Cortical Plasticity Induced by Pairing Primary Motor Cortex Transcranial Magnetic Stimulation With Subthalamic Nucleus Magneto-Acoustic Coupling Stimulation.
Authors: Liu R, Ma R, Zhou X, Wang X, Wu J, Chu F, Wang M, Liu X, Wang Y, Zhu K, Zhang S, Yin T, Liu Z
Paired cortical and deep stimulation has the potential to induce enhanced cortical plasticity. Ideally, such stimulation should be noninvasive and precisely controlled. A novel paired stimulation method, combining transcranial magnetic stimulation (TMS) with transcranial magneto-acoustic coupled stimulation (TMAS), named TMS-TMAS, was proposed to achieve such stimulations. Although the primary motor cortex (M1) is stimulated using TMS, the pulsed magnetic field is coupled with a focused ultrasound field to achieve TMAS-based focused electrical stimulation of the subthalamic nucleus (STN) via the magneto-acoustic coupling effect. Cortical plasticity is induced by precisely controlling the timing of magnetic pulse and ultrasound emissions based on spike timing-dependent plasticity (STDP). The experimental system achieved cortical-focused magnetic stimulation with a transverse resolution of 4.3 mm, a longitudinal resolution of 2.8 mm, and a magnetic field intensity of 1.6 T in the M1 region. Additionally, deep-focused electrical stimulation with a transverse resolution of 1.6 mm, a longitudinal resolution of 9.9 mm, and a coupled electric field intensity of 280 mV/m in the STN region was realized. In vivo animal experiments demonstrated that TMS-TMAS enhanced the amplitude of motor evoked potential (MEP) and reduced response latency. Simulation and experimental results confirmed that TMS-TMAS achieves high spatial resolution, noninvasive paired stimulation of the cortex and deep nuclei, and induces enhanced cortical plasticity when the stimulation sequence satisfies the STDP criteria. This method provides a promising approach for noninvasive paired stimulation and is expected to advance brain science research and the rehabilitation of neuropsychiatric disorders involving deep brain structures.
Introduction
Purpose
transcranial ultrasound stimulation
Study Objective
To investigate whether paired noninvasive stimulation of the primary motor cortex (using TMS) and the subthalamic nucleus (using TMAS) can induce enhanced cortical plasticity.
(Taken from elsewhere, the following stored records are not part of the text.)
//! Mock realtime server for integration tests.
//!
//! Accepts WebSocket connections, records every text frame it receives, and
//! lets a test push frames to connected clients, drop them without a close
//! handshake, or stop listening altogether.

#![allow(dead_code)]

use futures_util::{SinkExt, StreamExt};
use serde_json::Value;
use std::net::SocketAddr;
use std::sync::Arc;
use std::time::Duration;
use tokio::net::{TcpListener, TcpStream};
use tokio::sync::{broadcast, Mutex};
use tokio_tungstenite::{accept_async, tungstenite::Message};
use tokio_util::sync::CancellationToken;

#[derive(Debug, Clone)]
enum Control {
    Push(String),
    PushBinary(Vec<u8>),
    Ping(Vec<u8>),
    /// Drop the TCP stream without sending a close frame.
    Drop,
}

/// A mock realtime server.
pub struct MockRealtimeServer {
    addr: SocketAddr,
    shutdown: CancellationToken,
    control: broadcast::Sender<Control>,
    messages: Arc<Mutex<Vec<String>>>,
    pongs: Arc<Mutex<Vec<Vec<u8>>>>,
    connections: Arc<Mutex<u32>>,
}

impl MockRealtimeServer {
    /// Start a new mock server on an available port.
    pub async fn start() -> Self {
        let listener = TcpListener::bind("127.0.0.1:0").await.unwrap();
        let addr = listener.local_addr().unwrap();
        let messages = Arc::new(Mutex::new(Vec::new()));
        let pongs = Arc::new(Mutex::new(Vec::new()));
        let connections = Arc::new(Mutex::new(0));
        let shutdown = CancellationToken::new();
        let (control, _) = broadcast::channel(64);

        let messages_clone = messages.clone();
        let pongs_clone = pongs.clone();
        let connections_clone = connections.clone();
        let shutdown_clone = shutdown.clone();
        let control_clone = control.clone();

        tokio::spawn(async move {
            loop {
                tokio::select! {
                    Ok((stream, _)) = listener.accept() => {
                        tokio::spawn(handle_connection(
                            stream,
                            messages_clone.clone(),
                            pongs_clone.clone(),
                            connections_clone.clone(),
                            control_clone.subscribe(),
                            shutdown_clone.clone(),
                        ));
                    }
                    () = shutdown_clone.cancelled() => break,
                }
            }
        });

        Self {
            addr,
            shutdown,
            control,
            messages,
            pongs,
            connections,
        }
    }

    pub fn url(&self) -> String {
        format!("ws://{}", self.addr)
    }

    /// Completed WebSocket handshakes.
    pub async fn connection_count(&self) -> u32 {
        *self.connections.lock().await
    }

    /// All text frames received, in order.
    pub async fn received_messages(&self) -> Vec<String> {
        self.messages.lock().await.clone()
    }

    /// Received frames whose `type` equals `kind`.
    pub async fn received_of_type(&self, kind: &str) -> Vec<Value> {
        self.received_messages()
            .await
            .iter()
            .filter_map(|m| serde_json::from_str::<Value>(m).ok())
            .filter(|v| v["type"] == kind)
            .collect()
    }

    /// Send a raw text frame to every connected client.
    pub fn push(&self, text: impl Into<String>) {
        let _ = self.control.send(Control::Push(text.into()));
    }

    /// Send a binary frame to every connected client.
    pub fn push_binary(&self, bytes: impl Into<Vec<u8>>) {
        let _ = self.control.send(Control::PushBinary(bytes.into()));
    }

    /// Send a ping to every connected client.
    pub fn ping(&self, data: impl Into<Vec<u8>>) {
        let _ = self.control.send(Control::Ping(data.into()));
    }

    /// Payloads of every pong received from clients.
    pub async fn received_pongs(&self) -> Vec<Vec<u8>> {
        self.pongs.lock().await.clone()
    }

    /// Drop every client connection without a close handshake.
    pub fn drop_clients(&self) {
        let _ = self.control.send(Control::Drop);
    }

    /// Stop accepting and drop every client. New connects are refused.
    pub fn shutdown(&self) {
        self.shutdown.cancel();
    }
}

impl Drop for MockRealtimeServer {
    fn drop(&mut self) {
        self.shutdown.cancel();
    }
}

async fn handle_connection(
    stream: TcpStream,
    messages: Arc<Mutex<Vec<String>>>,
    pongs: Arc<Mutex<Vec<Vec<u8>>>>,
    connections: Arc<Mutex<u32>>,
    mut control: broadcast::Receiver<Control>,
    shutdown: CancellationToken,
) {
    let ws_stream = match accept_async(stream).await {
        Ok(ws) => ws,
        Err(e) => {
            eprintln!("WebSocket handshake failed: {}", e);
            return;
        }
    };
    *connections.lock().await += 1;

    let (mut write, mut read) = ws_stream.split();

    loop {
        tokio::select! {
            msg = read.next() => match msg {
                Some(Ok(Message::Text(text))) => messages.lock().await.push(text),
                Some(Ok(Message::Ping(data))) => {
                    let _ = write.send(Message::Pong(data)).await;
                }
                Some(Ok(Message::Pong(data))) => pongs.lock().await.push(data),
                Some(Ok(Message::Close(_))) | Some(Err(_)) | None => break,
                Some(Ok(_)) => {}
            },
            cmd = control.recv() => match cmd {
                Ok(Control::Push(text)) => {
                    let _ = write.send(Message::Text(text)).await;
                }
                Ok(Control::PushBinary(bytes)) => {
                    let _ = write.send(Message::Binary(bytes)).await;
                }
                Ok(Control::Ping(data)) => {
                    let _ = write.send(Message::Ping(data)).await;
                }
                Ok(Control::Drop) | Err(_) => break,
            },
            () = shutdown.cancelled() => break,
        }
    }
}

/// Poll `check` every 10ms until it returns true or `within` elapses.
pub async fn wait_until<F, Fut>(within: Duration, mut check: F) -> bool
where
    F: FnMut() -> Fut,
    Fut: std::future::Future<Output = bool>,
{
    tokio::time::timeout(within, async {
        loop {
            if check().await {
                return;
            }
            tokio::time::sleep(Duration::from_millis(10)).await;
        }
    })
    .await
    .is_ok()
}

/// Synchronous variant of [`wait_until`].
pub async fn eventually<F>(within: Duration, mut check: F) -> bool
where
    F: FnMut() -> bool,
{
    wait_until(within, || std::future::ready(check())).await
}

/// Install a test-friendly subscriber once per process.
pub fn init_tracing() {
    let _ = tracing_subscriber::fmt()
        .with_test_writer()
        .with_env_filter("nexa_realtime=debug")
        .try_init();
}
Animal model / Human subject
Mouse, C57BL/6, male, 7-8 weeks old (~21 ± 2.50 g)
Disease model
healthy
MRI or image guidance method
Yes (stereotaxic)
Targeted brain region(s)
Subthalamic nucleus
Target coordinates
TMS (M1): AP +2 mm, ML +1.5 mm
TUS (STN): AP -6 mm, ML +1.5 mm
Outcomes and Safety
Summary of Outcomes
Paired TMS-TMAS stimulation significantly enhanced motor evoked potential (MEP) amplitude and reduced response latency compared to TMS alone or control, demonstrating successful induction of enhanced cortical plasticity. Isolated TUS did not significantly alter MEP.
Safety-related matter
none: no significant safety manner observed
Brain Region
Ultrasound Parameters
Ultrasound instrument
Self-focused ultrasonic transducer (prototype); aperture diameter: 20 mm
FUS Frequency
1MHz
FUS Intensity
Ispta: 172.8 mW/cm2.
FUS Pressure
Peak rarefactional pressure: 0.79Mpa
Peak compressional pressure: 0.79 MPa
FUS Mode
pulsed
Pulse duration
Pulse train duration aligned with magnetic pulse width (250 µs). Number of continuous pulses (N) = 250.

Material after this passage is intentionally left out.